◆ Dataset items
• • • • •

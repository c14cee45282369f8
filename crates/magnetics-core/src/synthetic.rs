// ─────────────────────────────────────────────────────────────────────
// SCPN Fusion Core — Synthetic Mirnov Source
// © 1998–2026 Miroslav Šotek. All rights reserved.
// Contact: www.anulum.li | protoscience@anulum.li
// ORCID: https://orcid.org/0009-0009-3560-0851
// License: GNU AGPL v3 | Commercial licensing available
// ─────────────────────────────────────────────────────────────────────
//! Synthetic toroidal Mirnov traces.
//!
//! Each catalog probe at toroidal angle φ records a rotating mode
//! `A cos(2π f t − n φ)` plus Gaussian pickup noise. Dead channels, clock
//! offsets and wrong digitizer rates can be injected per point name.

use std::collections::{HashMap, HashSet};
use std::f64::consts::PI;

use magnetics_types::catalog::ProbeCatalog;
use magnetics_types::error::SourceError;
use magnetics_types::window::TimeWindow;
use rand::rngs::StdRng;
use rand::SeedableRng;
use rand_distr::{Distribution, Normal};

use crate::source::{RawTrace, TimeUnit, TraceSource};

/// Digitizer rate [Hz]. DIII-D fast magnetics: 500 kHz.
const DEFAULT_FS: f64 = 500e3;

/// Recorded span [s].
const DEFAULT_T_START: f64 = 0.0;
const DEFAULT_T_STOP: f64 = 0.1;

/// Toroidal mode number.
const DEFAULT_MODE_NUMBER: i32 = 2;

/// Mode frequency [Hz].
const DEFAULT_FREQUENCY: f64 = 50e3;

/// Fluctuation amplitude [T/s].
const DEFAULT_AMPLITUDE: f64 = 1.0;

/// Pickup noise σ [T/s].
const DEFAULT_NOISE: f64 = 0.01;

const DEFAULT_SEED: u64 = 0x5eed;

/// Largest record a synthetic channel will generate.
const MAX_RECORD_SAMPLES: usize = 1 << 28;

#[derive(Debug, Clone)]
pub struct SyntheticSource {
    shot: i64,
    catalog: ProbeCatalog,
    fs: f64,
    t_start: f64,
    t_stop: f64,
    mode_number: i32,
    frequency_hz: f64,
    amplitude: f64,
    noise_sigma: f64,
    seed: u64,
    dead: HashSet<String>,
    clock_offsets: HashMap<String, f64>,
    rate_overrides: HashMap<String, f64>,
}

impl SyntheticSource {
    pub fn new(shot: i64, catalog: ProbeCatalog) -> Self {
        SyntheticSource {
            shot,
            catalog,
            fs: DEFAULT_FS,
            t_start: DEFAULT_T_START,
            t_stop: DEFAULT_T_STOP,
            mode_number: DEFAULT_MODE_NUMBER,
            frequency_hz: DEFAULT_FREQUENCY,
            amplitude: DEFAULT_AMPLITUDE,
            noise_sigma: DEFAULT_NOISE,
            seed: DEFAULT_SEED,
            dead: HashSet::new(),
            clock_offsets: HashMap::new(),
            rate_overrides: HashMap::new(),
        }
    }

    /// Record `[t_start, t_stop]` [s] at `fs` [Hz].
    pub fn with_sampling(mut self, fs: f64, t_start: f64, t_stop: f64) -> Self {
        self.fs = fs;
        self.t_start = t_start;
        self.t_stop = t_stop;
        self
    }

    pub fn with_mode(mut self, mode_number: i32, frequency_hz: f64, amplitude: f64) -> Self {
        self.mode_number = mode_number;
        self.frequency_hz = frequency_hz;
        self.amplitude = amplitude;
        self
    }

    pub fn with_noise(mut self, noise_sigma: f64, seed: u64) -> Self {
        self.noise_sigma = noise_sigma;
        self.seed = seed;
        self
    }

    /// Channel exists in the catalog but recorded nothing.
    pub fn with_dead_channel(mut self, pointname: impl Into<String>) -> Self {
        self.dead.insert(pointname.into());
        self
    }

    /// Shift the channel's time base by `offset` [s].
    pub fn with_clock_offset(mut self, pointname: impl Into<String>, offset: f64) -> Self {
        self.clock_offsets.insert(pointname.into(), offset);
        self
    }

    /// Digitize the channel at `fs` [Hz] instead of the common rate.
    pub fn with_rate(mut self, pointname: impl Into<String>, fs: f64) -> Self {
        self.rate_overrides.insert(pointname.into(), fs);
        self
    }

    pub fn shot(&self) -> i64 {
        self.shot
    }

    pub fn catalog(&self) -> &ProbeCatalog {
        &self.catalog
    }

    /// Noise-free value of the mode at probe angle `phi_deg` and time `t`.
    pub fn mode_value(&self, phi_deg: f64, t: f64) -> f64 {
        let phase = 2.0 * PI * self.frequency_hz * t - self.mode_number as f64 * phi_deg.to_radians();
        self.amplitude * phase.cos()
    }

    /// Number of samples in the full record at `fs`.
    fn record_len(&self, fs: f64) -> Result<usize, SourceError> {
        if !fs.is_finite() || fs <= 0.0 {
            return Err(SourceError::Transfer(format!(
                "synthetic digitizer rate must be finite and > 0, got {fs}"
            )));
        }
        if !(self.t_stop > self.t_start) {
            return Err(SourceError::Transfer(format!(
                "synthetic record [{}, {}] is empty",
                self.t_start, self.t_stop
            )));
        }
        let span = ((self.t_stop - self.t_start) * fs + 1e-9).floor();
        if !(span < MAX_RECORD_SAMPLES as f64) {
            return Err(SourceError::Transfer(format!(
                "synthetic record of {span} samples exceeds {MAX_RECORD_SAMPLES}"
            )));
        }
        Ok(span as usize + 1)
    }
}

impl TraceSource for SyntheticSource {
    fn fetch(
        &self,
        shot: i64,
        pointname: &str,
        hint: Option<TimeWindow>,
    ) -> Result<RawTrace, SourceError> {
        if shot != self.shot {
            return Err(SourceError::UnknownShot { shot });
        }
        let (index, probe) = self
            .catalog
            .iter()
            .enumerate()
            .find(|(_, p)| p.pointname == pointname)
            .ok_or_else(|| SourceError::UnknownPointname {
                shot,
                pointname: pointname.to_string(),
            })?;
        if self.dead.contains(pointname) {
            return Err(SourceError::NoData {
                shot,
                pointname: pointname.to_string(),
            });
        }

        let fs = self.rate_overrides.get(pointname).copied().unwrap_or(self.fs);
        let n_total = self.record_len(fs)?;
        let origin = self.t_start + self.clock_offsets.get(pointname).copied().unwrap_or(0.0);

        // Transfer only the hinted span, padded by one sample on each side.
        let (k_lo, k_hi) = match hint {
            Some(w) => {
                let lo = ((w.t_start() - origin) * fs).floor() - 1.0;
                let hi = ((w.t_stop() - origin) * fs).ceil() + 1.0;
                (lo.max(0.0) as usize, (hi.max(-1.0) + 1.0) as usize)
            }
            None => (0, n_total),
        };
        let k_hi = k_hi.min(n_total);
        let k_lo = k_lo.min(k_hi);

        let noise = Normal::new(0.0, self.noise_sigma)
            .map_err(|e| SourceError::Transfer(format!("invalid synthetic noise: {e}")))?;
        let mut rng = StdRng::seed_from_u64(self.seed.wrapping_add(index as u64));
        // Noise of sample k is the k-th draw of the channel stream.
        for _ in 0..k_lo {
            noise.sample(&mut rng);
        }

        let capacity = k_hi.saturating_sub(k_lo);
        let mut t = Vec::with_capacity(capacity);
        let mut x = Vec::with_capacity(capacity);
        for k in k_lo..k_hi {
            let tk = origin + k as f64 / fs;
            t.push(tk);
            x.push(self.mode_value(probe.phi_deg, tk) + noise.sample(&mut rng));
        }

        Ok(RawTrace::new(t, x, TimeUnit::Seconds))
    }
}

#[cfg(test)]
mod tests {
    use super::*;

    fn make_source() -> SyntheticSource {
        SyntheticSource::new(180000, ProbeCatalog::diii_d_toroidal())
            .with_sampling(1e5, 0.0, 0.01)
            .with_noise(0.0, 1)
    }

    #[test]
    fn test_full_record_length() {
        let src = make_source();
        let trace = src.fetch(180000, "MPI66M067D", None).unwrap();
        assert_eq!(trace.len(), 1001);
        assert_eq!(trace.t[0], 0.0);
    }

    #[test]
    fn test_hint_limits_transfer() {
        let src = make_source();
        let w = TimeWindow::new(0.002, 0.003).unwrap();
        let trace = src.fetch(180000, "MPI66M067D", Some(w)).unwrap();
        assert!(trace.len() <= 104, "transferred {} samples", trace.len());
        assert!(trace.t[0] <= 0.002 && *trace.t.last().unwrap() >= 0.003);
    }

    #[test]
    fn test_hinted_samples_match_full_record() {
        let src = make_source().with_noise(0.01, 7);
        let full = src.fetch(180000, "MPI66M067D", None).unwrap();
        let w = TimeWindow::new(0.005, 0.006).unwrap();
        let hinted = src.fetch(180000, "MPI66M067D", Some(w)).unwrap();
        let offset = full.t.iter().position(|&t| t == hinted.t[0]).unwrap();
        assert_eq!(&full.t[offset..offset + hinted.len()], &hinted.t[..]);
        assert_eq!(&full.x[offset..offset + hinted.len()], &hinted.x[..]);
    }

    #[test]
    fn test_windowed_signal_equals_retrimmed_record() {
        use crate::signal::Signal;

        let src = SyntheticSource::new(1, ProbeCatalog::diii_d_toroidal())
            .with_sampling(1e5, 0.0, 0.01)
            .with_noise(0.01, 7);
        let windowed = Signal::fetch(&src, 1, "MPI66M067D", Some((0.005, 0.006))).unwrap();
        let retrimmed = Signal::fetch(&src, 1, "MPI66M067D", None)
            .unwrap()
            .trimmed((0.005, 0.006))
            .unwrap();
        assert_eq!(windowed.t(), retrimmed.t());
        assert_eq!(windowed.x(), retrimmed.x());
    }

    #[test]
    fn test_oversized_record_is_transfer_fault() {
        let src = make_source().with_sampling(1e30, 0.0, 1.0);
        assert!(matches!(
            src.fetch(180000, "MPI66M067D", None),
            Err(SourceError::Transfer(_))
        ));
    }

    #[test]
    fn test_hint_outside_record_is_empty_trace() {
        let src = make_source();
        let w = TimeWindow::new(5.0, 6.0).unwrap();
        assert!(src.fetch(180000, "MPI66M067D", Some(w)).unwrap().is_empty());
    }

    #[test]
    fn test_noise_free_trace_follows_mode() {
        let src = make_source();
        let probe = &ProbeCatalog::diii_d_toroidal().probes[3];
        let trace = src.fetch(180000, &probe.pointname, None).unwrap();
        for (t, x) in trace.t.iter().zip(&trace.x).step_by(97) {
            assert!((x - src.mode_value(probe.phi_deg, *t)).abs() < 1e-12);
        }
    }

    #[test]
    fn test_noise_is_bounded() {
        let src = make_source().with_noise(0.01, 7);
        let trace = src.fetch(180000, "MPI66M157D", None).unwrap();
        for (t, x) in trace.t.iter().zip(&trace.x) {
            assert!((x - src.mode_value(157.0, *t)).abs() < 0.1);
        }
    }

    #[test]
    fn test_fault_injection() {
        let src = make_source()
            .with_dead_channel("MPI66M097D")
            .with_clock_offset("MPI66M127D", 1e-3)
            .with_rate("MPI66M132D", 2e5);
        assert_eq!(
            src.fetch(180000, "MPI66M097D", None),
            Err(SourceError::NoData {
                shot: 180000,
                pointname: "MPI66M097D".to_string()
            })
        );
        let shifted = src.fetch(180000, "MPI66M127D", None).unwrap();
        assert!((shifted.t[0] - 1e-3).abs() < 1e-15);
        let fast = src.fetch(180000, "MPI66M132D", None).unwrap();
        assert_eq!(fast.len(), 2001);
        assert!(matches!(
            src.fetch(1, "MPI66M067D", None),
            Err(SourceError::UnknownShot { shot: 1 })
        ));
        assert!(matches!(
            src.fetch(180000, "MPI99X000D", None),
            Err(SourceError::UnknownPointname { .. })
        ));
    }

    #[test]
    fn test_invalid_rate_is_transfer_fault() {
        let src = make_source().with_rate("MPI66M067D", 0.0);
        assert!(matches!(
            src.fetch(180000, "MPI66M067D", None),
            Err(SourceError::Transfer(_))
        ));
    }
}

• • • • •

◆ WHAT YOU NEED TO DO
In the entries above, restate word for word the lines between the one holding "pub fn with_mode(mut" and the one holding "pub fn with_clock_offset(mut", inclusive, and nothing besides.

◆ EXERCISE RESULT
    pub fn with_mode(mut self, mode_number: i32, frequency_hz: f64, amplitude: f64) -> Self {
        self.mode_number = mode_number;
        self.frequency_hz = frequency_hz;
        self.amplitude = amplitude;
        self
    }

    pub fn with_noise(mut self, noise_sigma: f64, seed: u64) -> Self {
        self.noise_sigma = noise_sigma;
        self.seed = seed;
        self
    }

    /// Channel exists in the catalog but recorded nothing.
    pub fn with_dead_channel(mut self, pointname: impl Into<String>) -> Self {
        self.dead.insert(pointname.into());
        self
    }

    /// Shift the channel's time base by `offset` [s].
    pub fn with_clock_offset(mut self, pointname: impl Into<String>, offset: f64) -> Self {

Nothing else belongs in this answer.